**Material for the task**
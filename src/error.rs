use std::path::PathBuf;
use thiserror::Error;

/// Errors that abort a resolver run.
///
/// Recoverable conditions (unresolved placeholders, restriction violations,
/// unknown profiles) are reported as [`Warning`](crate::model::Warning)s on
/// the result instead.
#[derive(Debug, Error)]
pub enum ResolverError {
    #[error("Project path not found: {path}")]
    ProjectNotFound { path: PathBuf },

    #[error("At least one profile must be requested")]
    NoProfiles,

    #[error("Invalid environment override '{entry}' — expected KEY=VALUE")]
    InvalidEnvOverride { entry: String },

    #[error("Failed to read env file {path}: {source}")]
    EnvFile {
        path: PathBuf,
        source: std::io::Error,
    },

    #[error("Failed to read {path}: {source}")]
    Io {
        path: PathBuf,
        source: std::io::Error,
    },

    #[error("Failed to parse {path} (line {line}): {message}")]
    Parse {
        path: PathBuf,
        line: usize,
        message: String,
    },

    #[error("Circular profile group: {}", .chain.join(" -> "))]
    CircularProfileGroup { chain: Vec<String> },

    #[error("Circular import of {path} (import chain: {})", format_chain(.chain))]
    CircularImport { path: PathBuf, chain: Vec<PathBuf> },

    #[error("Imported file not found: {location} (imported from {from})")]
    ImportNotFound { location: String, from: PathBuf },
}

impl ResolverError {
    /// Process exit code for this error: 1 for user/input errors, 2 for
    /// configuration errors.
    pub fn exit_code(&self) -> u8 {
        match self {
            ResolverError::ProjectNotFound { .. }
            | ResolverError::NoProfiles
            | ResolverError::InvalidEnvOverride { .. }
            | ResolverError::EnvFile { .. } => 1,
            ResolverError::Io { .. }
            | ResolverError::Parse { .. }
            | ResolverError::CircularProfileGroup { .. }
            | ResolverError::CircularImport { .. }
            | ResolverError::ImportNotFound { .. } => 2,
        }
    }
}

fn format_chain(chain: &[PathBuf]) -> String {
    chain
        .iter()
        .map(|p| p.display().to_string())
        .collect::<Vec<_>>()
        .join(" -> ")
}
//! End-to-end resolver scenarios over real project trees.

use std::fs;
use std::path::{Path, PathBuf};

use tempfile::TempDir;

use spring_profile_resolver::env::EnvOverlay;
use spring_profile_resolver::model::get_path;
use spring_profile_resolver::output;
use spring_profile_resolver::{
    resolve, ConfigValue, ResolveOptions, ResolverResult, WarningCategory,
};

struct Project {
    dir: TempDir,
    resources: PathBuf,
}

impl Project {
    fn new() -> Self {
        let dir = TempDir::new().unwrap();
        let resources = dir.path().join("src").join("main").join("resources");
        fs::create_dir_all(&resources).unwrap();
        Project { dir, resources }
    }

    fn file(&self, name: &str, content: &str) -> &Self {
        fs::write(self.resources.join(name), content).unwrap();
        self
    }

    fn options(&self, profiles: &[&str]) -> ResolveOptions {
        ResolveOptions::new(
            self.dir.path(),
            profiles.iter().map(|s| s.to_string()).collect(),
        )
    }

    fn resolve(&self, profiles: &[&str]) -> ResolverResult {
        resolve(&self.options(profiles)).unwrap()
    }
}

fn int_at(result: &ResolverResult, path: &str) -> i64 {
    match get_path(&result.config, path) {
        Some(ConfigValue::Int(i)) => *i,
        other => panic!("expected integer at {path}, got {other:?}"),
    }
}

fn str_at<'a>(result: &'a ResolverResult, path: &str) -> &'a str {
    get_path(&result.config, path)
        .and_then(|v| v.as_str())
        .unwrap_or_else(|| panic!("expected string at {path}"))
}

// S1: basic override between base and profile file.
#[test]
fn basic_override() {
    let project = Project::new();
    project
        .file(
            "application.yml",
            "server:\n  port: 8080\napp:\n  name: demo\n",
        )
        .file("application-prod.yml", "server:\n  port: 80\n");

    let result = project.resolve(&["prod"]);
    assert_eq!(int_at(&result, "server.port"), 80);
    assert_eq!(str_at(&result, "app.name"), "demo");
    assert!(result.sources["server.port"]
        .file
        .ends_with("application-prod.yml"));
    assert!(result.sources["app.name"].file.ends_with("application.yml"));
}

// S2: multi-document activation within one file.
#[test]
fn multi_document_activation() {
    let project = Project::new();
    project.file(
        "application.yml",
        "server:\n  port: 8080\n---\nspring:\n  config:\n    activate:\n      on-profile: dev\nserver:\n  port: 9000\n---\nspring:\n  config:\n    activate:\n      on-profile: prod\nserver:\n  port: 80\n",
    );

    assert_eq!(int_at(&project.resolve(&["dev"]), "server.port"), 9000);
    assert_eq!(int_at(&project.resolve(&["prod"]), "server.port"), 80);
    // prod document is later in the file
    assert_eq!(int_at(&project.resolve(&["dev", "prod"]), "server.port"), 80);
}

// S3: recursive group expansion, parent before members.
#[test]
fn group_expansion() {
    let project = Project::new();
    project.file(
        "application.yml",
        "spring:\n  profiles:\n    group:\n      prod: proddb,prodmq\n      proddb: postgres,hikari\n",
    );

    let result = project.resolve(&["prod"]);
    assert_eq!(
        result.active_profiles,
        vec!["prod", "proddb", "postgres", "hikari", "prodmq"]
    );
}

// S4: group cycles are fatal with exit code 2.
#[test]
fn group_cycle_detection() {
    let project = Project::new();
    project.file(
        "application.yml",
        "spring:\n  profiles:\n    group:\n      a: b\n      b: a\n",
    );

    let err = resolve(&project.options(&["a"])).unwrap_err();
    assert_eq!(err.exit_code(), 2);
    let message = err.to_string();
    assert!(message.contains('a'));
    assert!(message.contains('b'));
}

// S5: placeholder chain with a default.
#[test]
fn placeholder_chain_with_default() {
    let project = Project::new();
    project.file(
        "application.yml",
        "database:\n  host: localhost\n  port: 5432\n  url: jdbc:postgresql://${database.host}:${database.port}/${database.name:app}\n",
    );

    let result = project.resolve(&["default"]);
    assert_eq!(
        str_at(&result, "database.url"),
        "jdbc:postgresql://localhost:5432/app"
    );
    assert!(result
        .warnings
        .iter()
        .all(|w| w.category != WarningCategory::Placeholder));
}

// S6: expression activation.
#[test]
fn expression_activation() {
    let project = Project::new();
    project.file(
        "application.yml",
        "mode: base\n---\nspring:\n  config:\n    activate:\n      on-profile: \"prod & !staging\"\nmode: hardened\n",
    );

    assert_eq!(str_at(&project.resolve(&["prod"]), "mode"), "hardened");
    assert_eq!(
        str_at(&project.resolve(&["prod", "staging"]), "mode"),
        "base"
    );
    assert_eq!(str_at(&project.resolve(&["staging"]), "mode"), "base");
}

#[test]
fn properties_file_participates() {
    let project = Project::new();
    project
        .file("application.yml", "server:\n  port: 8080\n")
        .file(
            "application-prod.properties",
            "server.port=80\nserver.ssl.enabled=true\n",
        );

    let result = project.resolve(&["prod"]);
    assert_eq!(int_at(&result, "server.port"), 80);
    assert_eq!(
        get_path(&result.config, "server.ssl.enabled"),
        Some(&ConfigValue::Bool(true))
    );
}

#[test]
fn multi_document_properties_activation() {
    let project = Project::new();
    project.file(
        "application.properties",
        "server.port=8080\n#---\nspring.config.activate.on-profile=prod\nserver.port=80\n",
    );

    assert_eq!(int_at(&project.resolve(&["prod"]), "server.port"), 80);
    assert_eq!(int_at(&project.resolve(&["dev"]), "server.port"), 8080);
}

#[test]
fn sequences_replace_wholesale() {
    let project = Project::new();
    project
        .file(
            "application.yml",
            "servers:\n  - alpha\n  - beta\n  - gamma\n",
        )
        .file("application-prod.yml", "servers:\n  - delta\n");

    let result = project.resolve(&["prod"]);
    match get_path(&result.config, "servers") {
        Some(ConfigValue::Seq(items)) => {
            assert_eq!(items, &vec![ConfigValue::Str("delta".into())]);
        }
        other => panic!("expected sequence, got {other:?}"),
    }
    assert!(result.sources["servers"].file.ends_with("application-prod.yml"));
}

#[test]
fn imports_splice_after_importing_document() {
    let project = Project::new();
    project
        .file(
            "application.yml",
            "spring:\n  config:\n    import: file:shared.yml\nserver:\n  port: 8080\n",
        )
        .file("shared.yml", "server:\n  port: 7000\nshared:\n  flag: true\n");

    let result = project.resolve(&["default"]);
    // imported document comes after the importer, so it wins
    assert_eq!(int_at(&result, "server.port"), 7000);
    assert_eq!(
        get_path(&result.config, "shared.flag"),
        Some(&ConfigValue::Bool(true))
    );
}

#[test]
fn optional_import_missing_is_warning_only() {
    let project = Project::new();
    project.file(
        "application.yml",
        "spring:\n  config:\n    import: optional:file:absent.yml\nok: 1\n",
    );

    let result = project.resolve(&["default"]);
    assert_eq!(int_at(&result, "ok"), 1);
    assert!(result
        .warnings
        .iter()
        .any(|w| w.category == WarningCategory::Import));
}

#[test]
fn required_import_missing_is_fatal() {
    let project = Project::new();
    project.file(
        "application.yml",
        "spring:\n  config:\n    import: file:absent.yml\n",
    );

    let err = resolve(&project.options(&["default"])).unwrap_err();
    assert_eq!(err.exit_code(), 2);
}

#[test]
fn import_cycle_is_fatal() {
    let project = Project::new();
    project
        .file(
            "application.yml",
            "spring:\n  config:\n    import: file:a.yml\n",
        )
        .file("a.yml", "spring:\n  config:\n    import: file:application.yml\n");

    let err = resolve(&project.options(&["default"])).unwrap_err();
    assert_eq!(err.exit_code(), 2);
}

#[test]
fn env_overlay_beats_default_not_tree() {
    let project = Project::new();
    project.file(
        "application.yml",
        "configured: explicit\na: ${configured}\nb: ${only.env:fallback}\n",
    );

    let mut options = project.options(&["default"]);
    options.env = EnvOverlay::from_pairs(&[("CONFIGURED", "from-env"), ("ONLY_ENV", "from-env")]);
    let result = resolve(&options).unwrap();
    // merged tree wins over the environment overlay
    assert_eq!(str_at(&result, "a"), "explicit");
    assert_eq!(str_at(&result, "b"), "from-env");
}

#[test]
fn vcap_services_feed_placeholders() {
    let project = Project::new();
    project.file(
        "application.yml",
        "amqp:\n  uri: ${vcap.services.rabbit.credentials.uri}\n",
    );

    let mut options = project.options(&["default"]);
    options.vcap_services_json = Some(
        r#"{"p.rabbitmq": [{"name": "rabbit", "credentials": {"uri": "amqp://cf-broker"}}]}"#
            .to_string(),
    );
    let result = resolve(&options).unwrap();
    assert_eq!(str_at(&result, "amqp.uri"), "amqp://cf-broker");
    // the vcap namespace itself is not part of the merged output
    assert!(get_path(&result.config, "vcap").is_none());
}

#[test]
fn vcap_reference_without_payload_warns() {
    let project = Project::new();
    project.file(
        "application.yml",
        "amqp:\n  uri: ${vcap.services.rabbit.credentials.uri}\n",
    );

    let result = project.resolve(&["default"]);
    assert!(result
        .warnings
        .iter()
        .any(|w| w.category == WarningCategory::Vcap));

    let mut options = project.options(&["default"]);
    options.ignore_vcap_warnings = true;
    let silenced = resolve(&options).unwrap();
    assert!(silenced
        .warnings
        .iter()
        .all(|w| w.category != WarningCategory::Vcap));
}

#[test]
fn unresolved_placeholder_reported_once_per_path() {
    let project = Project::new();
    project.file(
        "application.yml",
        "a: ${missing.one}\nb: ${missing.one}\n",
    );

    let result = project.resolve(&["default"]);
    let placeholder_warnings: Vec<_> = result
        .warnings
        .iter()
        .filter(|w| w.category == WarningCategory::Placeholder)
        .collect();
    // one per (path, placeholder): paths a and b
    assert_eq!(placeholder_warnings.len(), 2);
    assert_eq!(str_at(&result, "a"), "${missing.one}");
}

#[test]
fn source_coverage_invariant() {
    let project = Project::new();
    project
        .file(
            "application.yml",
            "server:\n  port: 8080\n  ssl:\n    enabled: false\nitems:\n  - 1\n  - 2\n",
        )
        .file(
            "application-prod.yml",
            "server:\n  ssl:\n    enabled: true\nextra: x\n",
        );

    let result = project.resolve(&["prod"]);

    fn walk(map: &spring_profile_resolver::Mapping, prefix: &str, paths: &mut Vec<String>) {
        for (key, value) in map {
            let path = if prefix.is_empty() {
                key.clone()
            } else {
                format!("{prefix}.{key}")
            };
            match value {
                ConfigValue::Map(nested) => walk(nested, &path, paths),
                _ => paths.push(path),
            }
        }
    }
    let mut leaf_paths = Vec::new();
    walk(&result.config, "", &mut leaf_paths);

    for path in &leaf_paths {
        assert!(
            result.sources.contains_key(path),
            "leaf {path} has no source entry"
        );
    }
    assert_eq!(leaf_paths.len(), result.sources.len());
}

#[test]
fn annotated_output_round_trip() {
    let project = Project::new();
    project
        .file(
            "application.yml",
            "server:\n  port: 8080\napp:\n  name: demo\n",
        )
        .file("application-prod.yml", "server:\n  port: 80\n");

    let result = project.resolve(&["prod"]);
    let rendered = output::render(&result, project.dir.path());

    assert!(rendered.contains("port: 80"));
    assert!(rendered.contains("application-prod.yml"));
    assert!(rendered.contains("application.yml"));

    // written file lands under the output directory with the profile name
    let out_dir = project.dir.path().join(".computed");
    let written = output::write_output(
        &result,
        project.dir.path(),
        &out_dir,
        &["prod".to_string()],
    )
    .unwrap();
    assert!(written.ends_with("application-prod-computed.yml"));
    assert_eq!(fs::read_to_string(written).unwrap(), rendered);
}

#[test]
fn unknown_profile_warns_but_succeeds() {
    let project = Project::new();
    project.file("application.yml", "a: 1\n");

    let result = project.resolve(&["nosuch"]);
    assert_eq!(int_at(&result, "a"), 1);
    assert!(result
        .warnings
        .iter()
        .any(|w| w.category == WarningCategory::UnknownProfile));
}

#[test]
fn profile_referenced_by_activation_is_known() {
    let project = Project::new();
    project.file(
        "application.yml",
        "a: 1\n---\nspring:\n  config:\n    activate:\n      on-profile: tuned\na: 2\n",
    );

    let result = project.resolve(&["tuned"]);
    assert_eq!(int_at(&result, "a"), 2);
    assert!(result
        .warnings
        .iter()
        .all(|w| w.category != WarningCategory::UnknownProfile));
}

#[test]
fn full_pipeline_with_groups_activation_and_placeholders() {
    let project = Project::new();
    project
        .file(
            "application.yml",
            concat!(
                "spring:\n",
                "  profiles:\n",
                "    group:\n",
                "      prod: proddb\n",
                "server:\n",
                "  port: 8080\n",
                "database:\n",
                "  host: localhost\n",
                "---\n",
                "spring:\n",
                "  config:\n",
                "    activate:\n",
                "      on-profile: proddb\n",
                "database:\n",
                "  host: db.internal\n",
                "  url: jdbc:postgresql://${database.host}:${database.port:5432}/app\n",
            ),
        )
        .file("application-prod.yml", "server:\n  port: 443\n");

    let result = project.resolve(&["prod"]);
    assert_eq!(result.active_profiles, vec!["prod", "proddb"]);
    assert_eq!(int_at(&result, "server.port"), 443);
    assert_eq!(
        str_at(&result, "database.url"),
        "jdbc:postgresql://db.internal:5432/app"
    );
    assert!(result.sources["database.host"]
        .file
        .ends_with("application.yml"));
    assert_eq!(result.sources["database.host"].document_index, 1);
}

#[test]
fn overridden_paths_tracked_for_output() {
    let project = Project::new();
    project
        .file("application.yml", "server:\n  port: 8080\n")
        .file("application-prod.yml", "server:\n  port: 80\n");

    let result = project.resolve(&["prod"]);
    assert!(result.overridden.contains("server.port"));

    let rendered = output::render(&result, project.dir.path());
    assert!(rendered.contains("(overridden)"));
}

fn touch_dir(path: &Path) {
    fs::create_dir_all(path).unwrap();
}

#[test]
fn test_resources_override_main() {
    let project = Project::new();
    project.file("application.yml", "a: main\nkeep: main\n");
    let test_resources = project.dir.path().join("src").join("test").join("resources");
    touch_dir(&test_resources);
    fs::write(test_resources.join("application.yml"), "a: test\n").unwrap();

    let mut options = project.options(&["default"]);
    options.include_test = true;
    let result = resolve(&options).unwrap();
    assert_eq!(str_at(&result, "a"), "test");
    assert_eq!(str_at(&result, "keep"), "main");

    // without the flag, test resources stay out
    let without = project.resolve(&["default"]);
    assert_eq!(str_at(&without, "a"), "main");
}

**Work request**
Scan the records for the word "nspring", and copy each line where it is found.

**Exercise solution**
        "server:\n  port: 8080\n---\nspring:\n  config:\n    activate:\n      on-profile: dev\nserver:\n  port: 9000\n---\nspring:\n  config:\n    activate:\n      on-profile: prod\nserver:\n  port: 80\n",
        "mode: base\n---\nspring:\n  config:\n    activate:\n      on-profile: \"prod & !staging\"\nmode: hardened\n",
        "server.port=8080\n#---\nspring.config.activate.on-profile=prod\nserver.port=80\n",
        "a: 1\n---\nspring:\n  config:\n    activate:\n      on-profile: tuned\na: 2\n",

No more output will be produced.